Binocular disparity refers to the difference in image location of an object seen by the left and right eyes, resulting from the eyes’ horizontal separation (parallax). The brain uses binocular disparity to extract depth information from the two-dimensional retinal images in stereopsis. In computer vision, binocular disparity refers to the difference in coordinates of similar features within two stereo images.

A similar disparity can be used in rangefinding by a coincidence rangefinder to determine distance and/or altitude to a target. In astronomy, the disparity between different locations on the Earth can be used to determine various celestial parallax, and Earth's orbit can be used for stellar parallax.

Definition 

Human eyes are horizontally separated by about 50–75 mm (interpupillary distance) depending on each individual. Thus, each eye has a slightly different view of the world around. This can be easily seen when alternately closing one eye while looking at a vertical edge. The binocular disparity can be observed from apparent horizontal shift of the vertical edge between both views.

At any given moment, the line of sight of the two eyes meet at a point in space. This point in space projects to the same location (i.e. the center) on the retinae of the two eyes. Because of the different viewpoints observed by the  left and right eye however, many other points in space do not fall on corresponding retinal locations.
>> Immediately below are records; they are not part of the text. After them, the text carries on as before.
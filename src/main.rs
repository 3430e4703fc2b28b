//! Tonearm - a personal music library manager.
//!
//! Keeps playlists in a per-library SQLite store and plays them through an
//! mpv process controlled over JSON IPC. All functionality is exposed via
//! CLI subcommands.

pub mod cli;
pub mod config;
pub mod db;
pub mod error;
pub mod library;
pub mod paths;
pub mod player;

use clap::Parser;
use tracing_subscriber::{EnvFilter, fmt, prelude::*};

fn main() -> anyhow::Result<()> {
    let args = cli::Cli::parse();

    // Initialize logging
    tracing_subscriber::registry()
        .with(fmt::layer().with_target(true))
        .with(EnvFilter::from_default_env().add_directive("tonearm=info".parse().unwrap()))
        .init();

    cli::run_command(&args)
}
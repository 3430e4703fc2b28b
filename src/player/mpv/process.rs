//! mpv process detection and spawning.

use std::path::PathBuf;
use std::process::{Child, Command, Stdio};
use std::sync::atomic::{AtomicU64, Ordering};

use tracing::{debug, info};

use super::MpvConfig;

static PROBE_SEQ: AtomicU64 = AtomicU64::new(0);

/// Process handling errors.
#[derive(Debug, thiserror::Error)]
pub enum ProcessError {
    #[error("mpv executable not found")]
    NotFound,
    #[error("failed to spawn mpv: {0}")]
    SpawnFailed(#[from] std::io::Error),
}

/// Build an IPC socket/pipe path for the given instance tag.
pub(crate) fn socket_path(tag: &str) -> String {
    #[cfg(windows)]
    {
        format!(r"\\.\pipe\tonearm-{tag}")
    }
    #[cfg(not(windows))]
    {
        std::env::temp_dir()
            .join(format!("tonearm-{tag}.sock"))
            .display()
            .to_string()
    }
}

/// Socket path for the main player of this process.
pub(crate) fn default_socket() -> String {
    socket_path(&std::process::id().to_string())
}

/// Unique socket path for a one-shot probe instance.
pub(crate) fn probe_socket() -> String {
    let seq = PROBE_SEQ.fetch_add(1, Ordering::Relaxed);
    socket_path(&format!("probe-{}-{seq}", std::process::id()))
}

/// Find the mpv executable on PATH or in common install locations.
pub fn find_mpv() -> Option<PathBuf> {
    if let Ok(path) = which::which("mpv") {
        return Some(path);
    }

    #[cfg(windows)]
    let common_paths: &[&str] = &[
        r"C:\Program Files\mpv\mpv.exe",
        r"C:\Program Files (x86)\mpv\mpv.exe",
    ];
    #[cfg(target_os = "macos")]
    let common_paths: &[&str] = &[
        "/usr/local/bin/mpv",
        "/opt/homebrew/bin/mpv",
        "/Applications/mpv.app/Contents/MacOS/mpv",
    ];
    #[cfg(all(unix, not(target_os = "macos")))]
    let common_paths: &[&str] = &["/usr/bin/mpv", "/usr/local/bin/mpv"];

    common_paths
        .iter()
        .map(PathBuf::from)
        .find(|p| p.exists())
}

/// Arguments for an mpv instance serving JSON IPC on `socket`.
///
/// The instance starts idle, paused, without video or terminal output.
/// `keep-open=no` makes mpv unload the last playlist entry at its EOF, so
/// the `end-file` and `idle` events mark the end of the playlist.
fn spawn_args(socket: &str, extra_args: &[String]) -> Vec<String> {
    let mut args = vec![
        format!("--input-ipc-server={socket}"),
        "--idle=yes".to_string(),
        "--pause".to_string(),
        "--no-video".to_string(),
        "--no-terminal".to_string(),
        "--no-config".to_string(),
        "--keep-open=no".to_string(),
    ];
    args.extend(extra_args.iter().cloned());
    args
}

/// Spawn an mpv process serving JSON IPC on `socket`.
pub(crate) fn spawn(config: &MpvConfig, socket: &str) -> Result<Child, ProcessError> {
    let binary = config
        .binary
        .clone()
        .or_else(find_mpv)
        .ok_or(ProcessError::NotFound)?;

    info!(binary = %binary.display(), socket, "spawning mpv");
    if !config.extra_args.is_empty() {
        debug!(args = ?config.extra_args, "extra mpv arguments");
    }

    let child = Command::new(&binary)
        .args(spawn_args(socket, &config.extra_args))
        .stdin(Stdio::null())
        .stdout(Stdio::null())
        .stderr(Stdio::null())
        .spawn()?;

    Ok(child)
}

/// Remove a stale socket file left behind by a crashed instance.
pub(crate) fn remove_stale_socket(socket: &str) {
    #[cfg(not(windows))]
    {
        let _ = std::fs::remove_file(socket);
    }
    // Windows named pipes are cleaned up automatically
    #[cfg(windows)]
    let _ = socket;
}

#[cfg(test)]
mod tests {
    use super::*;

    #[test]
    fn test_socket_paths_are_distinct() {
        assert_ne!(socket_path("a"), socket_path("b"));
        assert_ne!(probe_socket(), probe_socket());
    }

    #[test]
    fn test_default_socket_contains_pid() {
        assert!(default_socket().contains(&std::process::id().to_string()));
    }

    #[test]
    fn test_spawn_args() {
        let args = spawn_args("/tmp/t.sock", &["--gapless-audio=yes".to_string()]);
        assert!(args.contains(&"--input-ipc-server=/tmp/t.sock".to_string()));
        assert!(args.contains(&"--idle=yes".to_string()));
        assert!(args.contains(&"--pause".to_string()));
        // The last entry must unload at EOF, otherwise neither end-file nor
        // idle fires for the final track and playback never reports done.
        assert!(args.contains(&"--keep-open=no".to_string()));
        assert_eq!(args.last().map(String::as_str), Some("--gapless-audio=yes"));
    }
}
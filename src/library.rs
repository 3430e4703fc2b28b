//! Top-level handle tying the playlist store and the player together.

use std::path::{Path, PathBuf};

use sqlx::SqlitePool;
use tracing::{debug, info};

use crate::config::Config;
use crate::db;
use crate::error::{Error, Result, ResultExt};
use crate::paths;
use crate::player::mpv::MpvPlayer;

/// An opened music library.
///
/// Owns the database pool and the player for one library root. Dropping a
/// `Library` without calling [`Library::close`] leaves a player process
/// behind, so commands should always close it on their way out.
pub struct Library {
    root: PathBuf,
    pool: SqlitePool,
    player: MpvPlayer,
}

impl Library {
    /// Open the library rooted at `root`, creating the on-disk layout and
    /// database if needed. The player is created unstarted.
    pub async fn open(root: &Path, config: &Config) -> Result<Self> {
        paths::ensure_layout(root).with_context(format!("preparing {}", root.display()))?;

        let url = db::db_url(&paths::db_path(root));
        let pool = db::init_db(&url)
            .await
            .with_context(format!("opening database {url}"))?;

        info!(root = %root.display(), "library opened");
        Ok(Self {
            root: root.to_path_buf(),
            pool,
            player: MpvPlayer::new(config.mpv_config()),
        })
    }

    pub fn root(&self) -> &Path {
        &self.root
    }

    pub fn pool(&self) -> &SqlitePool {
        &self.pool
    }

    pub fn player(&self) -> &MpvPlayer {
        &self.player
    }

    /// Replace the player's queue with the entries of the named playlist.
    ///
    /// Returns the number of queued tracks. The player must already be
    /// started; playback state (pause, volume) is left untouched.
    pub async fn queue_playlist(&self, name: &str) -> Result<usize> {
        let items = db::playlist_items(&self.pool, name)
            .await?
            .ok_or_else(|| Error::unknown_playlist(name))?;

        self.player.stop_playback().await?;
        let mut queued = 0;
        for item in &items {
            self.player.append(item, false).await?;
            queued += 1;
        }

        debug!(playlist = name, tracks = queued, "playlist queued");
        Ok(queued)
    }

    /// Close the database pool and tear the player down.
    pub async fn close(self) {
        self.player.shutdown().await;
        self.pool.close().await;
        debug!("library closed");
    }
}

#[cfg(test)]
mod tests {
    use super::*;
    use tempfile::TempDir;

    #[tokio::test]
    async fn test_open_creates_layout() {
        let dir = TempDir::new().unwrap();
        let root = dir.path().join("library");

        let library = Library::open(&root, &Config::default()).await.unwrap();
        assert!(paths::db_path(&root).exists());
        assert!(paths::playlists_dir(&root).is_dir());
        assert!(!library.player().is_running());
        library.close().await;
    }

    #[tokio::test]
    async fn test_queue_unknown_playlist() {
        let dir = TempDir::new().unwrap();
        let library = Library::open(dir.path(), &Config::default()).await.unwrap();

        let err = library.queue_playlist("missing").await.unwrap_err();
        assert!(matches!(err, Error::UnknownPlaylist(_)));
        library.close().await;
    }
}
//! Configuration system using TOML files.
//!
//! Config is stored in the OS-standard config directory:
//! - Windows: %APPDATA%\tonearm\config.toml
//! - macOS: ~/Library/Application Support/tonearm/config.toml
//! - Linux: ~/.config/tonearm/config.toml
//!
//! The config file is human-readable and editable. Settings are loaded at
//! startup; a missing or unparseable file falls back to defaults.

use serde::{Deserialize, Serialize};
use std::path::PathBuf;

use crate::player::mpv::MpvConfig;

/// Application configuration
#[derive(Debug, Clone, Default, Serialize, Deserialize)]
#[serde(default)]
pub struct Config {
    /// Library location settings
    pub library: LibrarySection,

    /// mpv process settings
    pub mpv: MpvSection,

    /// Audio playback settings
    pub audio: AudioSection,
}

impl Config {
    /// Build the mpv process configuration from this config.
    pub fn mpv_config(&self) -> MpvConfig {
        MpvConfig {
            binary: self.mpv.binary.clone(),
            extra_args: self.mpv.extra_args.clone(),
        }
    }
}

/// Library location settings
#[derive(Debug, Clone, Default, Serialize, Deserialize)]
#[serde(default)]
pub struct LibrarySection {
    /// Library root folder (None = platform default data dir)
    pub root: Option<PathBuf>,
}

/// mpv process settings
#[derive(Debug, Clone, Default, Serialize, Deserialize)]
#[serde(default)]
pub struct MpvSection {
    /// Path to the mpv binary (None = search PATH and common locations)
    pub binary: Option<PathBuf>,

    /// Extra arguments appended to every spawned mpv process
    pub extra_args: Vec<String>,
}

/// Audio playback settings
#[derive(Debug, Clone, Serialize, Deserialize)]
#[serde(default)]
pub struct AudioSection {
    /// Startup volume on the mpv scale (0.0 - 100.0)
    pub volume: f64,
}

impl Default for AudioSection {
    fn default() -> Self {
        Self { volume: 100.0 }
    }
}

// ============================================================================
// Config File Operations
// ============================================================================

/// Get the config directory path
pub fn config_dir() -> Option<PathBuf> {
    dirs::config_dir().map(|d| d.join("tonearm"))
}

/// Get the full path to the config file
pub fn config_path() -> Option<PathBuf> {
    config_dir().map(|d| d.join("config.toml"))
}

/// Load configuration from disk
///
/// Returns default config if file doesn't exist or can't be parsed.
/// Logs warnings but doesn't fail - we always return a usable config.
pub fn load() -> Config {
    let Some(path) = config_path() else {
        tracing::warn!("Could not determine config directory, using defaults");
        return Config::default();
    };

    if !path.exists() {
        tracing::debug!("No config file found at {:?}, using defaults", path);
        return Config::default();
    }

    match std::fs::read_to_string(&path) {
        Ok(contents) => match toml::from_str(&contents) {
            Ok(config) => {
                tracing::info!("Loaded config from {:?}", path);
                config
            }
            Err(e) => {
                tracing::error!("Failed to parse config file {:?}: {}", path, e);
                tracing::warn!("Using default configuration");
                Config::default()
            }
        },
        Err(e) => {
            tracing::error!("Failed to read config file {:?}: {}", path, e);
            Config::default()
        }
    }
}

/// Save configuration to disk
///
/// Creates the config directory if it doesn't exist.
pub fn save(config: &Config) -> Result<(), ConfigError> {
    let dir = config_dir().ok_or(ConfigError::NoConfigDir)?;
    let path = dir.join("config.toml");

    std::fs::create_dir_all(&dir).map_err(|e| ConfigError::CreateDir(dir.clone(), e))?;

    let contents = toml::to_string_pretty(config).map_err(ConfigError::Serialize)?;

    // Write atomically (write to temp, then rename)
    let temp_path = path.with_extension("toml.tmp");
    std::fs::write(&temp_path, &contents).map_err(|e| ConfigError::Write(temp_path.clone(), e))?;
    std::fs::rename(&temp_path, &path)
        .map_err(|e| ConfigError::Rename(temp_path, path.clone(), e))?;

    tracing::info!("Saved config to {:?}", path);
    Ok(())
}

// ============================================================================
// Error Types
// ============================================================================

/// Configuration errors
#[derive(Debug, thiserror::Error)]
pub enum ConfigError {
    #[error("Could not determine config directory")]
    NoConfigDir,

    #[error("Failed to create config directory {0}: {1}")]
    CreateDir(PathBuf, std::io::Error),

    #[error("Failed to serialize config: {0}")]
    Serialize(toml::ser::Error),

    #[error("Failed to write config to {0}: {1}")]
    Write(PathBuf, std::io::Error),

    #[error("Failed to rename temp file {0} to {1}: {2}")]
    Rename(PathBuf, PathBuf, std::io::Error),
}

// ============================================================================
// Tests
// ============================================================================

#[cfg(test)]
mod tests {
    use super::*;

    #[test]
    fn test_default_config_serializes() {
        let config = Config::default();
        let toml = toml::to_string_pretty(&config).unwrap();
        assert!(toml.contains("[library]"));
        assert!(toml.contains("[mpv]"));
        assert!(toml.contains("[audio]"));
    }

    #[test]
    fn test_config_roundtrip() {
        let mut config = Config::default();
        config.library.root = Some(PathBuf::from("/music/library"));
        config.mpv.binary = Some(PathBuf::from("/usr/local/bin/mpv"));
        config.mpv.extra_args = vec!["--audio-display=no".to_string()];
        config.audio.volume = 65.0;

        let toml = toml::to_string_pretty(&config).unwrap();
        let parsed: Config = toml::from_str(&toml).unwrap();

        assert_eq!(parsed.library.root, Some(PathBuf::from("/music/library")));
        assert_eq!(parsed.mpv.extra_args, vec!["--audio-display=no"]);
        assert_eq!(parsed.audio.volume, 65.0);
    }

    #[test]
    fn test_partial_config_uses_defaults() {
        let toml = r#"
[library]
root = "/srv/music"
"#;
        let config: Config = toml::from_str(toml).unwrap();

        assert_eq!(config.library.root, Some(PathBuf::from("/srv/music")));
        // Other fields use defaults
        assert!(config.mpv.binary.is_none());
        assert_eq!(config.audio.volume, 100.0);
    }

    #[test]
    fn test_mpv_config_projection() {
        let mut config = Config::default();
        config.mpv.extra_args = vec!["--gapless-audio=yes".to_string()];
        let mpv = config.mpv_config();
        assert!(mpv.binary.is_none());
        assert_eq!(mpv.extra_args.len(), 1);
    }
}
Visual binocular disparity is defined as the difference between the point of projection in the two  eyes and is usually expressed in degrees as the visual angle.

The term "binocular disparity" refers to geometric measurements made external to the eye. The disparity of the images on the actual retina depends on factors internal to the eye, especially the location of the nodal points, even if the cross section of the retina is a perfect circle. Disparity on retina conforms to binocular disparity when measured as degrees, while much different if measured as distance due to the complicated structure inside eye.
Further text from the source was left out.